This vignette describes the functionality of datefixR
in more detail than the README file. DatefixR
is a lightweight package consisting of two main user-accessible functions, fix_date_char()
and fix_date_df()
, which converts dates written in different formats into R’s built-in Date
class. The former is designed to modify character vectors whilst the latter is intended for modifying columns of a data frame (or tibble). fix_date_app()
is a third function which allows dates to be standardized via a Shiny app interface. You can learn more about the Shiny app in its dedicated vignette.

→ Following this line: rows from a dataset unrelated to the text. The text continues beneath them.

//! Unpack command - explode a ROM into a loose-file tree
//!
//! The tree uses the same layout `eggdev pack` reads, so packing it again
//! reproduces the ROM byte for byte. Command lists are decompiled to
//! `<rid>.txt` unless `--raw` is given; all other payloads land in
//! `<rid>.bin`.

use anyhow::{Context, Result};
use clap::Args;
use std::path::{Path, PathBuf};

use egg_common::cmdlist::Decompiler;
use egg_common::{Registry, Rom};
use egg_shared::CoreTid;

use crate::manifest::EggManifest;
use crate::schema::SchemaArgs;

/// Arguments for the unpack command
#[derive(Args)]
pub struct UnpackArgs {
    /// ROM file to unpack
    pub rom: PathBuf,

    /// Output directory
    #[arg(short, long)]
    pub output: PathBuf,

    /// Keep command lists binary instead of decompiling them
    #[arg(long)]
    pub raw: bool,

    #[command(flatten)]
    pub schema: SchemaArgs,
}

/// Execute the unpack command
pub fn execute(args: UnpackArgs, manifest: Option<&EggManifest>) -> Result<()> {
    let bytes = std::fs::read(&args.rom)
        .with_context(|| format!("Failed to read ROM: {}", args.rom.display()))?;
    let rom = Rom::decode(&bytes)
        .with_context(|| format!("Failed to decode ROM: {}", args.rom.display()))?;

    let mut registry = args.schema.registry(manifest);
    let count = unpack_rom(&rom, &args.output, &mut registry, args.raw)?;
    tracing::info!("Unpacked {} resources into {}", count, args.output.display());
    Ok(())
}

/// Write every resource of `rom` under `dir`. Returns the file count.
pub fn unpack_rom(rom: &Rom, dir: &Path, registry: &mut Registry, raw: bool) -> Result<usize> {
    registry.require().context("Failed to load schema")?;
    std::fs::create_dir_all(dir).with_context(|| format!("Failed to create {}", dir.display()))?;

    let mut count = 0;
    for res in rom {
        let (path, contents) = match CoreTid::from_tid(res.tid) {
            Some(CoreTid::Metadata) => (dir.join("metadata"), res.serial.clone()),
            Some(CoreTid::Code) => (dir.join("code.wasm"), res.serial.clone()),
            _ => {
                let type_dir = dir.join(type_dir_name(rom, res.tid));
                let schema = registry.command_schema(res.tid, rom.type_name(res.tid));
                if schema.is_some() && !raw {
                    let text = Decompiler::new(registry, res.tid, Some(rom))
                        .decompile(&res.serial)
                        .with_context(|| format!("Failed to decompile {}:{}", res.tid, res.rid))?;
                    (type_dir.join(format!("{}.txt", res.rid)), text.into_bytes())
                } else {
                    (type_dir.join(format!("{}.bin", res.rid)), res.serial.clone())
                }
            }
        };

        if let Some(parent) = path.parent() {
            std::fs::create_dir_all(parent)
                .with_context(|| format!("Failed to create {}", parent.display()))?;
        }
        std::fs::write(&path, contents)
            .with_context(|| format!("Failed to write {}", path.display()))?;
        tracing::debug!("Wrote {}", path.display());
        count += 1;
    }
    Ok(count)
}

/// Type name if known, else the decimal tid.
fn type_dir_name(rom: &Rom, tid: u8) -> String {
    rom.type_name(tid)
        .map(str::to_string)
        .unwrap_or_else(|| tid.to_string())
}
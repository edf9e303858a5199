//! Command-list decompiler
//!
//! Emits one line per command: the opcode's schema name (or `0xNN`),
//! followed by the payload as a single hex dump. The output compiles back to
//! the same bytes.

use std::fmt::Write;

use thiserror::Error;

use super::{PayloadClass, type_name};
use crate::namespace::{Namespace, NamespaceError, Registry};
use crate::rom::Rom;

#[derive(Debug, Error)]
pub enum DecompileError {
    #[error(transparent)]
    Schema(#[from] NamespaceError),

    #[error("command 0x{opcode:02x} at offset {offset} runs past the end of the list")]
    Truncated { offset: usize, opcode: u8 },

    #[error("reserved opcode 0x{opcode:02x} at offset {offset}")]
    ReservedOpcode { offset: usize, opcode: u8 },
}

pub struct Decompiler<'a> {
    schema: Option<&'a Namespace>,
}

impl<'a> Decompiler<'a> {
    pub fn new(registry: &'a Registry, tid: u8, rom: Option<&'a Rom>) -> Self {
        Self {
            schema: registry.command_schema(tid, type_name(tid, rom)),
        }
    }

    pub fn decompile(&self, src: &[u8]) -> Result<String, DecompileError> {
        let mut text = String::new();
        let mut pos = 0;
        while let Some(&opcode) = src.get(pos) {
            if opcode == 0 {
                break;
            }
            let offset = pos;
            pos += 1;

            let len = match PayloadClass::of(opcode) {
                PayloadClass::Fixed(n) => n,
                PayloadClass::Variable => {
                    let n = *src
                        .get(pos)
                        .ok_or(DecompileError::Truncated { offset, opcode })?
                        as usize;
                    pos += 1;
                    n
                }
                PayloadClass::Reserved => {
                    return Err(DecompileError::ReservedOpcode { offset, opcode });
                }
            };
            let payload = src
                .get(pos..pos + len)
                .ok_or(DecompileError::Truncated { offset, opcode })?;
            pos += len;

            match self.schema.and_then(|s| s.name_of(opcode as u32)) {
                Some(name) => text.push_str(name),
                None => {
                    let _ = write!(text, "0x{:02x}", opcode);
                }
            }
            if !payload.is_empty() {
                text.push_str(" 0x");
                text.push_str(&hex::encode(payload));
            }
            text.push('\n');
        }
        Ok(text)
    }
}

/// Decompile a command list of type `tid`, loading the schema first.
pub fn decompile(
    src: &[u8],
    tid: u8,
    registry: &mut Registry,
    rom: Option<&Rom>,
) -> Result<String, DecompileError> {
    registry.require()?;
    Decompiler::new(registry, tid, rom).decompile(src)
}
//! Small text helpers shared by the schema scraper and the command-list compiler.

/// Split off the first whitespace-delimited token.
///
/// Returns the token and everything after it (untrimmed), or `None` if
/// `src` holds only whitespace.
pub fn next_token(src: &str) -> Option<(&str, &str)> {
    let src = src.trim_start();
    if src.is_empty() {
        return None;
    }
    let end = src.find(char::is_whitespace).unwrap_or(src.len());
    Some((&src[..end], &src[end..]))
}

/// Parse an integer literal: decimal, `0x` hex, `0o` octal or `0b` binary,
/// with an optional leading `-`.
pub fn parse_int(src: &str) -> Option<i64> {
    let (negative, body) = match src.strip_prefix('-') {
        Some(rest) => (true, rest),
        None => (false, src),
    };
    let (radix, digits) = match body.get(..2) {
        Some("0x") | Some("0X") => (16, &body[2..]),
        Some("0o") | Some("0O") => (8, &body[2..]),
        Some("0b") | Some("0B") => (2, &body[2..]),
        _ => (10, body),
    };
    if digits.is_empty() || !digits.chars().all(|c| c.is_digit(radix)) {
        return None;
    }
    let magnitude = i64::from_str_radix(digits, radix).ok()?;
    Some(if negative { -magnitude } else { magnitude })
}

/// Parse a non-negative integer that fits in `u32`.
pub fn parse_uint(src: &str) -> Option<u32> {
    if src.starts_with('-') {
        return None;
    }
    parse_int(src).and_then(|v| u32::try_from(v).ok())
}

#[cfg(test)]
mod tests {
    use super::*;

    #[test]
    fn test_next_token() {
        assert_eq!(next_token("  abc def"), Some(("abc", " def")));
        assert_eq!(next_token("abc"), Some(("abc", "")));
        assert_eq!(next_token(" \t "), None);
    }

    #[test]
    fn test_parse_int_radixes() {
        assert_eq!(parse_int("42"), Some(42));
        assert_eq!(parse_int("-7"), Some(-7));
        assert_eq!(parse_int("0x2a"), Some(42));
        assert_eq!(parse_int("0X2A"), Some(42));
        assert_eq!(parse_int("0o17"), Some(15));
        assert_eq!(parse_int("0b101"), Some(5));
        assert_eq!(parse_int("0"), Some(0));
    }

    #[test]
    fn test_parse_int_rejects_junk() {
        assert_eq!(parse_int(""), None);
        assert_eq!(parse_int("-"), None);
        assert_eq!(parse_int("0x"), None);
        assert_eq!(parse_int("0x-5"), None);
        assert_eq!(parse_int("+5"), None);
        assert_eq!(parse_int("12ab"), None);
        assert_eq!(parse_int("hero"), None);
    }

    #[test]
    fn test_parse_uint() {
        assert_eq!(parse_uint("0x61"), Some(0x61));
        assert_eq!(parse_uint("-1"), None);
        assert_eq!(parse_uint("4294967296"), None);
    }
}
//! Circuit breaker for unreliable async dependencies.
//!
//! Cloud sync and sensor reads fail in bursts on a field unit (no uplink,
//! unplugged dongle). A breaker per call site stops the platform from
//! hammering a known-bad dependency while still re-probing it after a
//! cooldown.

use std::future::Future;
use std::time::{Duration, Instant};

use parking_lot::Mutex;
use thiserror::Error;
use tracing::{debug, warn};

use crate::config::BreakerConfig;

/// Failure returned by [`CircuitBreaker::call`].
///
/// Callers must be able to distinguish "the circuit refused to try" from
/// "the operation itself failed", so the wrapped error is carried verbatim.
#[derive(Debug, Error)]
pub enum BreakerError<E>
where
    E: std::error::Error + Send + Sync + 'static,
{
    /// The circuit is open; the wrapped operation was not invoked.
    #[error("circuit open")]
    Open,
    /// The wrapped operation ran and failed with its own error.
    #[error(transparent)]
    Operation(E),
}

impl<E> BreakerError<E>
where
    E: std::error::Error + Send + Sync + 'static,
{
    /// True when this is a circuit-open rejection rather than a real failure.
    #[must_use]
    pub const fn is_open(&self) -> bool {
        matches!(self, Self::Open)
    }
}

#[derive(Debug)]
struct BreakerState {
    failures: u32,
    last_failure: Option<Instant>,
    open: bool,
}

/// Guard around a single fallible async operation.
///
/// Tracks consecutive failures; after `max_failures` with no success in
/// between the circuit opens and calls fail fast. Once `reset_timeout` has
/// elapsed since the last recorded failure, the next call is allowed through
/// as a semi-open attempt: success closes the circuit and zeroes the failure
/// count, failure keeps it open and refreshes the failure timestamp.
///
/// State is mutated only through [`call`](Self::call) and never shared across
/// breakers; each guarded call site owns its own instance.
#[derive(Debug)]
pub struct CircuitBreaker {
    max_failures: u32,
    reset_timeout: Duration,
    state: Mutex<BreakerState>,
}

impl CircuitBreaker {
    /// Create a breaker tripping after `max_failures` consecutive failures
    /// and refusing calls for `reset_timeout` after the last one.
    #[must_use]
    pub const fn new(max_failures: u32, reset_timeout: Duration) -> Self {
        Self {
            max_failures,
            reset_timeout,
            state: Mutex::new(BreakerState {
                failures: 0,
                last_failure: None,
                open: false,
            }),
        }
    }

    /// Build a breaker from validated configuration.
    #[must_use]
    pub const fn from_config(cfg: &BreakerConfig) -> Self {
        Self::new(
            cfg.max_failures,
            Duration::from_millis(cfg.reset_timeout_ms),
        )
    }

    /// Invoke `operation` through the breaker.
    ///
    /// If the circuit is open and the cooldown has not elapsed, returns
    /// [`BreakerError::Open`] without invoking `operation`. Otherwise the
    /// operation runs; success resets the failure count and closes the
    /// circuit, failure increments the count, records the failure time, and
    /// re-raises the operation's own error as [`BreakerError::Operation`].
    ///
    /// # Errors
    ///
    /// [`BreakerError::Open`] on fail-fast rejection, otherwise whatever the
    /// operation itself returned.
    pub async fn call<F, Fut, T, E>(&self, operation: F) -> Result<T, BreakerError<E>>
    where
        F: FnOnce() -> Fut,
        Fut: Future<Output = Result<T, E>>,
        E: std::error::Error + Send + Sync + 'static,
    {
        // Lock is never held across the await below.
        {
            let state = self.state.lock();
            if state.open {
                let cooling = state
                    .last_failure
                    .is_some_and(|at| at.elapsed() < self.reset_timeout);
                if cooling {
                    debug!("circuit open, rejecting call");
                    return Err(BreakerError::Open);
                }
                debug!("cooldown elapsed, allowing semi-open attempt");
            }
        }

        match operation().await {
            Ok(value) => {
                let mut state = self.state.lock();
                state.failures = 0;
                state.open = false;
                Ok(value)
            }
            Err(err) => {
                let mut state = self.state.lock();
                state.failures += 1;
                state.last_failure = Some(Instant::now());
                if state.failures >= self.max_failures {
                    if !state.open {
                        warn!(failures = state.failures, "circuit opened");
                    }
                    state.open = true;
                }
                Err(BreakerError::Operation(err))
            }
        }
    }

    /// True while the circuit is open.
    ///
    /// The flag stays set after the cooldown elapses; only the next
    /// successful (semi-open) call closes the circuit again.
    #[must_use]
    pub fn is_open(&self) -> bool {
        self.state.lock().open
    }

    /// Current consecutive-failure count.
    #[must_use]
    pub fn failure_count(&self) -> u32 {
        self.state.lock().failures
    }
}

impl Default for CircuitBreaker {
    /// Breaker with the platform defaults: 3 failures, 30 second cooldown.
    fn default() -> Self {
        Self::new(3, Duration::from_secs(30))
    }
}
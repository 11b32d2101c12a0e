//! FIFO fire-and-forget runner for order-insensitive jobs.
//!
//! The lower-overhead companion to [`PriorityTaskQueue`]: no priority
//! bookkeeping, just an unbounded channel drained by a configurable number
//! of workers. Used for jobs like streaming scan results to storage where
//! completion order does not matter.
//!
//! [`PriorityTaskQueue`]: crate::core::PriorityTaskQueue

use std::future::Future;
use std::sync::atomic::{AtomicBool, Ordering};
use std::sync::Arc;

use parking_lot::Mutex;
use tokio::sync::mpsc;
use tokio::task::JoinHandle;
use tracing::{debug, error};

use crate::core::error::{AppResult, RuntimeError};
use crate::core::queue::TaskFuture;

type TaskFactory = Box<dyn FnOnce() -> TaskFuture + Send>;

/// FIFO worker pool for background jobs.
///
/// Shutdown follows the drop-the-sender pattern: `stop` closes the channel,
/// workers drain whatever is still buffered, then exit on their own.
pub struct BackgroundTaskQueue {
    workers: usize,
    tx: Mutex<Option<mpsc::UnboundedSender<TaskFactory>>>,
    handles: Mutex<Vec<JoinHandle<()>>>,
    running: AtomicBool,
}

impl BackgroundTaskQueue {
    /// Create a queue served by `workers` concurrent consumer loops.
    #[must_use]
    pub fn new(workers: usize) -> Self {
        Self {
            workers: workers.max(1),
            tx: Mutex::new(None),
            handles: Mutex::new(Vec::new()),
            running: AtomicBool::new(false),
        }
    }

    /// Spawn the worker loops. A no-op if the queue is already running.
    pub fn start(&self) {
        if self.running.swap(true, Ordering::SeqCst) {
            return;
        }
        let (tx, rx) = mpsc::unbounded_channel::<TaskFactory>();
        *self.tx.lock() = Some(tx);

        let rx = Arc::new(tokio::sync::Mutex::new(rx));
        let mut handles = self.handles.lock();
        for worker_id in 0..self.workers {
            let rx = Arc::clone(&rx);
            handles.push(tokio::spawn(worker_loop(rx, worker_id)));
        }
        debug!(workers = self.workers, "background queue started");
    }

    /// Schedule `factory` for execution by a worker.
    ///
    /// Multiple jobs may run concurrently depending on the configured worker
    /// count; completion order need not match enqueue order.
    ///
    /// # Errors
    ///
    /// [`RuntimeError::QueueClosed`] if the queue has not been started or has
    /// been stopped.
    pub fn enqueue<F, Fut>(&self, factory: F) -> Result<(), RuntimeError>
    where
        F: FnOnce() -> Fut + Send + 'static,
        Fut: Future<Output = AppResult<()>> + Send + 'static,
    {
        let guard = self.tx.lock();
        let Some(tx) = guard.as_ref() else {
            return Err(RuntimeError::QueueClosed(
                "background queue is not running".into(),
            ));
        };
        tx.send(Box::new(move || Box::pin(factory())))
            .map_err(|_| RuntimeError::QueueClosed("background queue is draining".into()))
    }

    /// Drain pending work, then stop the workers.
    ///
    /// Closing the channel lets each worker finish the jobs already buffered
    /// before exiting; nothing enqueued is dropped. A no-op if not running.
    pub async fn stop(&self) {
        if !self.running.swap(false, Ordering::SeqCst) {
            return;
        }
        // Dropping the sender ends the stream once the buffer is empty.
        self.tx.lock().take();

        let handles = std::mem::take(&mut *self.handles.lock());
        for handle in handles {
            if let Err(err) = handle.await {
                if err.is_panic() {
                    error!("background worker panicked during drain");
                }
            }
        }
        debug!("background queue stopped");
    }
}

async fn worker_loop(
    rx: Arc<tokio::sync::Mutex<mpsc::UnboundedReceiver<TaskFactory>>>,
    worker_id: usize,
) {
    loop {
        let factory = { rx.lock().await.recv().await };
        let Some(factory) = factory else {
            // Channel closed and drained.
            break;
        };
        match tokio::spawn(async move { factory().await }).await {
            Ok(Ok(())) => {}
            Ok(Err(err)) => error!(worker_id, error = %err, "background task failed"),
            Err(join_err) => {
                if join_err.is_panic() {
                    error!(worker_id, "background task panicked");
                }
            }
        }
    }
    debug!(worker_id, "background worker exiting");
}
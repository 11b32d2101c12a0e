//! Named periodic callbacks on a fixed cadence.
//!
//! A registered job fires once immediately, then on each interval boundary.
//! The immediate first fire is load-bearing: analytics and model-refresh
//! jobs seed their caches on registration before relying on the periodic
//! cadence. Missed ticks (system sleep, long stalls) are skipped, not
//! backfilled.

use std::collections::HashMap;
use std::future::Future;
use std::sync::Arc;
use std::time::Duration;

use async_trait::async_trait;
use parking_lot::Mutex;
use tokio::task::JoinHandle;
use tokio::time::{interval, Instant, MissedTickBehavior};
use tracing::{debug, error};

use crate::core::error::{AppResult, RuntimeError};

/// Timing snapshot for one scheduled job.
#[derive(Debug, Clone, Default)]
pub struct JobMetrics {
    /// Completed invocations, including the immediate first fire.
    pub runs: u64,
    /// Wall-clock duration of the most recent invocation.
    pub last_duration: Option<Duration>,
    /// Wall-clock timestamp (ms since epoch) of the most recent invocation.
    pub last_run_ms: Option<u128>,
    /// Projected next invocation time.
    pub next_run: Option<Instant>,
}

/// A periodic data source that knows its own refresh cadence.
///
/// The narrow contract periodic-job owners implement instead of hand-writing
/// a closure: the scheduler polls [`refresh`](Self::refresh) every
/// [`poll_interval`](Self::poll_interval).
#[async_trait]
pub trait Pollable: Send + Sync + 'static {
    /// How often [`refresh`](Self::refresh) should run.
    fn poll_interval(&self) -> Duration;

    /// Refresh the source; `elapsed` is the time since the previous call.
    async fn refresh(&self, elapsed: Duration) -> AppResult<()>;
}

struct ScheduledJob {
    handle: JoinHandle<()>,
    interval: Duration,
}

/// Registry of named periodic callbacks.
///
/// At most one active job per name: re-registering a name atomically
/// replaces the prior job with no window where both fire. The scheduler's
/// timing loops never perform real work; callbacks must return quickly and
/// delegate to a task queue.
#[derive(Default)]
pub struct PollScheduler {
    jobs: Mutex<HashMap<String, ScheduledJob>>,
    metrics: Arc<Mutex<HashMap<String, JobMetrics>>>,
}

impl PollScheduler {
    /// Create an empty scheduler.
    #[must_use]
    pub fn new() -> Self {
        Self::default()
    }

    /// Register `callback` to run every `period`, firing once immediately.
    ///
    /// The callback receives the elapsed time since its previous invocation
    /// (near zero for the first fire). A failing callback is logged and the
    /// cadence continues; the timing loop never dies with the job.
    ///
    /// # Errors
    ///
    /// [`RuntimeError::InvalidInterval`] if `period` is zero.
    pub fn schedule<F, Fut>(
        &self,
        name: &str,
        mut callback: F,
        period: Duration,
    ) -> Result<(), RuntimeError>
    where
        F: FnMut(Duration) -> Fut + Send + 'static,
        Fut: Future<Output = AppResult<()>> + Send + 'static,
    {
        if period.is_zero() {
            return Err(RuntimeError::InvalidInterval(period));
        }

        let job_name = name.to_owned();
        let metrics = Arc::clone(&self.metrics);

        // Replace-and-insert happens under the registry lock, but abort()
        // only lands at the old runner's next yield point; a callback that
        // is mid-execution keeps going until then. The new runner waits the
        // predecessor out before its first fire so the old and new job for
        // a name never run concurrently.
        let mut jobs = self.jobs.lock();
        let predecessor = jobs.remove(name).map(|old| {
            old.handle.abort();
            debug!(job = name, "replacing scheduled job");
            old.handle
        });

        let runner = async move {
            if let Some(old) = predecessor {
                let _ = old.await;
            }
            let mut ticker = interval(period);
            ticker.set_missed_tick_behavior(MissedTickBehavior::Skip);
            let mut last = Instant::now();
            loop {
                // First tick completes immediately: fire on registration.
                ticker.tick().await;
                let elapsed = last.elapsed();
                last = Instant::now();

                let started = Instant::now();
                if let Err(err) = callback(elapsed).await {
                    error!(job = %job_name, error = %err, "scheduled job failed");
                }

                let mut map = metrics.lock();
                if let Some(entry) = map.get_mut(&job_name) {
                    entry.runs += 1;
                    entry.last_duration = Some(started.elapsed());
                    entry.last_run_ms = Some(crate::util::now_ms());
                    entry.next_run = Some(last + period);
                }
            }
        };

        self.metrics.lock().insert(name.to_owned(), JobMetrics::default());
        jobs.insert(
            name.to_owned(),
            ScheduledJob {
                handle: tokio::spawn(runner),
                interval: period,
            },
        );
        Ok(())
    }

    /// Register a [`Pollable`] source under `name` at its own interval.
    ///
    /// # Errors
    ///
    /// [`RuntimeError::InvalidInterval`] if the source reports a zero
    /// interval.
    pub fn register_source(
        &self,
        name: &str,
        source: Arc<dyn Pollable>,
    ) -> Result<(), RuntimeError> {
        let period = source.poll_interval();
        self.schedule(
            name,
            move |elapsed| {
                let source = Arc::clone(&source);
                async move { source.refresh(elapsed).await }
            },
            period,
        )
    }

    /// Unregister the named job. A no-op if the name is unknown.
    pub fn cancel(&self, name: &str) {
        if let Some(job) = self.jobs.lock().remove(name) {
            job.handle.abort();
            debug!(job = name, "cancelled scheduled job");
        }
        self.metrics.lock().remove(name);
    }

    /// Unregister every job.
    pub fn cancel_all(&self) {
        let names: Vec<String> = self.jobs.lock().keys().cloned().collect();
        for name in names {
            self.cancel(&name);
        }
    }

    /// True if a job is currently registered under `name`.
    #[must_use]
    pub fn is_scheduled(&self, name: &str) -> bool {
        self.jobs.lock().contains_key(name)
    }

    /// Configured interval of the named job, if registered.
    #[must_use]
    pub fn interval_of(&self, name: &str) -> Option<Duration> {
        self.jobs.lock().get(name).map(|job| job.interval)
    }

    /// Snapshot of timing metrics for every registered job.
    #[must_use]
    pub fn metrics(&self) -> HashMap<String, JobMetrics> {
        self.metrics.lock().clone()
    }
}

impl Drop for PollScheduler {
    fn drop(&mut self) {
        for job in self.jobs.lock().values() {
            job.handle.abort();
        }
    }
}

#[cfg(test)]
mod tests {
    use super::*;
    use std::sync::atomic::{AtomicUsize, Ordering};

    fn counting_job(counter: &Arc<AtomicUsize>) -> impl FnMut(Duration) -> TestFut + Send {
        let counter = Arc::clone(counter);
        move |_elapsed| -> TestFut {
            let counter = Arc::clone(&counter);
            Box::pin(async move {
                counter.fetch_add(1, Ordering::SeqCst);
                Ok(())
            })
        }
    }

    type TestFut = std::pin::Pin<Box<dyn Future<Output = AppResult<()>> + Send>>;

    #[tokio::test]
    async fn fires_immediately_on_registration() {
        let scheduler = PollScheduler::new();
        let count = Arc::new(AtomicUsize::new(0));
        scheduler
            .schedule("seed", counting_job(&count), Duration::from_secs(3600))
            .unwrap();

        tokio::time::sleep(Duration::from_millis(50)).await;
        assert_eq!(count.load(Ordering::SeqCst), 1);

        let metrics = scheduler.metrics();
        let seed = metrics.get("seed").unwrap();
        assert_eq!(seed.runs, 1);
        assert!(seed.last_duration.is_some());
        assert!(seed.last_run_ms.is_some());
        assert!(seed.next_run.is_some());
    }

    #[tokio::test]
    async fn fires_periodically_after_the_first_tick() {
        let scheduler = PollScheduler::new();
        let count = Arc::new(AtomicUsize::new(0));
        scheduler
            .schedule("poll", counting_job(&count), Duration::from_millis(40))
            .unwrap();

        tokio::time::sleep(Duration::from_millis(150)).await;
        assert!(count.load(Ordering::SeqCst) >= 3);
    }

    #[tokio::test]
    async fn rescheduling_replaces_rather_than_duplicates() {
        let scheduler = PollScheduler::new();
        let first = Arc::new(AtomicUsize::new(0));
        let second = Arc::new(AtomicUsize::new(0));

        scheduler
            .schedule("refresh", counting_job(&first), Duration::from_millis(30))
            .unwrap();
        scheduler
            .schedule("refresh", counting_job(&second), Duration::from_millis(30))
            .unwrap();

        tokio::time::sleep(Duration::from_millis(120)).await;
        scheduler.cancel("refresh");

        let first_runs = first.load(Ordering::SeqCst);
        let second_runs = second.load(Ordering::SeqCst);
        // The replaced job stops firing; only the replacement keeps counting.
        assert!(first_runs <= 1);
        assert!(second_runs >= 2);
        assert!(!scheduler.is_scheduled("refresh"));
    }

    #[tokio::test(flavor = "multi_thread", worker_threads = 2)]
    async fn replacement_waits_out_a_mid_poll_predecessor() {
        let scheduler = PollScheduler::new();
        let old_end: Arc<Mutex<Option<Instant>>> = Arc::new(Mutex::new(None));
        let new_start: Arc<Mutex<Option<Instant>>> = Arc::new(Mutex::new(None));

        let end = Arc::clone(&old_end);
        scheduler
            .schedule(
                "radio",
                move |_| {
                    let end = Arc::clone(&end);
                    async move {
                        // No yield point, so an abort cannot land mid-run.
                        std::thread::sleep(Duration::from_millis(200));
                        *end.lock() = Some(Instant::now());
                        Ok(())
                    }
                },
                Duration::from_secs(3600),
            )
            .unwrap();

        // Re-register while the first callback is mid-execution.
        tokio::time::sleep(Duration::from_millis(50)).await;
        let start = Arc::clone(&new_start);
        scheduler
            .schedule(
                "radio",
                move |_| {
                    let start = Arc::clone(&start);
                    async move {
                        start.lock().get_or_insert_with(Instant::now);
                        Ok(())
                    }
                },
                Duration::from_secs(3600),
            )
            .unwrap();

        tokio::time::sleep(Duration::from_millis(350)).await;
        scheduler.cancel("radio");

        let old_end = old_end.lock().expect("old callback ran to completion");
        let new_start = new_start.lock().expect("replacement fired");
        assert!(new_start >= old_end);
    }

    #[tokio::test]
    async fn cancel_unknown_name_is_a_noop() {
        let scheduler = PollScheduler::new();
        scheduler.cancel("never-registered");
    }

    #[tokio::test]
    async fn zero_interval_is_rejected() {
        let scheduler = PollScheduler::new();
        let result = scheduler.schedule(
            "bad",
            |_| async { Ok(()) },
            Duration::ZERO,
        );
        assert!(matches!(result, Err(RuntimeError::InvalidInterval(_))));
        assert!(!scheduler.is_scheduled("bad"));
    }

    #[tokio::test]
    async fn failing_callback_keeps_the_cadence() {
        let scheduler = PollScheduler::new();
        let count = Arc::new(AtomicUsize::new(0));
        let counter = Arc::clone(&count);
        scheduler
            .schedule(
                "flaky",
                move |_| {
                    let counter = Arc::clone(&counter);
                    async move {
                        counter.fetch_add(1, Ordering::SeqCst);
                        Err(anyhow::anyhow!("sensor read failed"))
                    }
                },
                Duration::from_millis(30),
            )
            .unwrap();

        tokio::time::sleep(Duration::from_millis(120)).await;
        assert!(count.load(Ordering::SeqCst) >= 3);
    }

    #[tokio::test]
    async fn cancel_all_clears_every_job() {
        let scheduler = PollScheduler::new();
        let count = Arc::new(AtomicUsize::new(0));
        scheduler
            .schedule("a", counting_job(&count), Duration::from_millis(500))
            .unwrap();
        scheduler
            .schedule("b", counting_job(&count), Duration::from_millis(500))
            .unwrap();

        scheduler.cancel_all();
        assert!(!scheduler.is_scheduled("a"));
        assert!(!scheduler.is_scheduled("b"));
        assert!(scheduler.metrics().is_empty());
    }

    struct FakeSensor {
        polls: AtomicUsize,
    }

    #[async_trait]
    impl Pollable for FakeSensor {
        fn poll_interval(&self) -> Duration {
            Duration::from_millis(40)
        }

        async fn refresh(&self, _elapsed: Duration) -> AppResult<()> {
            self.polls.fetch_add(1, Ordering::SeqCst);
            Ok(())
        }
    }

    #[tokio::test]
    async fn register_source_polls_at_the_source_interval() {
        let scheduler = PollScheduler::new();
        let sensor = Arc::new(FakeSensor {
            polls: AtomicUsize::new(0),
        });
        scheduler
            .register_source("sensor", Arc::clone(&sensor) as Arc<dyn Pollable>)
            .unwrap();

        assert_eq!(
            scheduler.interval_of("sensor"),
            Some(Duration::from_millis(40))
        );
        tokio::time::sleep(Duration::from_millis(150)).await;
        assert!(sensor.polls.load(Ordering::SeqCst) >= 3);
    }
}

Practically, this package is most useful when handling date data which has been supplied via text boxes (instead of a date-specific input with a consistent date format). However, this package may also be useful to validate the format of date data (see date and month imputation).
Usage
Date standardization
Firstly, we will demonstrate date standardization without imputation. We consider a data frame with two columns of dates in differing formats with no missing data.
bad.dates <- data.frame(
id = seq(5),
some.dates = c(
"02/05/92",
"01-04-2020",
"1996/05/01",
"2020-05-01",
"02-04-96"
),
some.more.dates = c(
"01 03 2015",
"2nd January 2010",
"01/05/1990",
"03-Dec-2012",
"02 April 2020"
)
)
knitr::kable(bad.dates)
id | some.dates | some.more.dates |
---|---|---|
1 | 02/05/92 | 01 03 2015 |
2 | 01-04-2020 | 2nd January 2010 |
3 | 1996/05/01 | 01/05/1990 |
4 | 2020-05-01 | 03-Dec-2012 |
5 | 02-04-96 | 02 April 2020 |
fix_date_df()
requires two arguments, df
, a data frame (or tibble) object and col.names
, a character vector containing the names of columns to be standardized. By default, the first column of the data frame is assumed to contain row IDs. These IDs are used if a warning or error is raised to assist the user with locating the source of the error. The ID column can also be manually provided via the id
argument.
The output from this function is a data frame or tibble (dependent on the object type of the the first argument, df
) with the selected date columns now standardized and belonging to the Date
class.
fixed.dates <- fix_date_df(
bad.dates,
c("some.dates", "some.more.dates")
)
knitr::kable(fixed.dates)
id | some.dates | some.more.dates |
---|---|---|
1 | 1992-05-02 | 2015-03-01 |
2 | 2020-04-01 | 2010-01-02 |
3 | 1996-05-01 | 1990-05-01 |
4 | 2020-05-01 | 2012-12-03 |
5 | 1996-04-02 | 2020-04-02 |
datefixR
can handle many different formats including -, /, ., or white space separation, year-first or day-first, and month supplied as a number, an abbreviation or full length name.
fix_date_char()
is similar to fix_date_df()
but only applies to a single character object.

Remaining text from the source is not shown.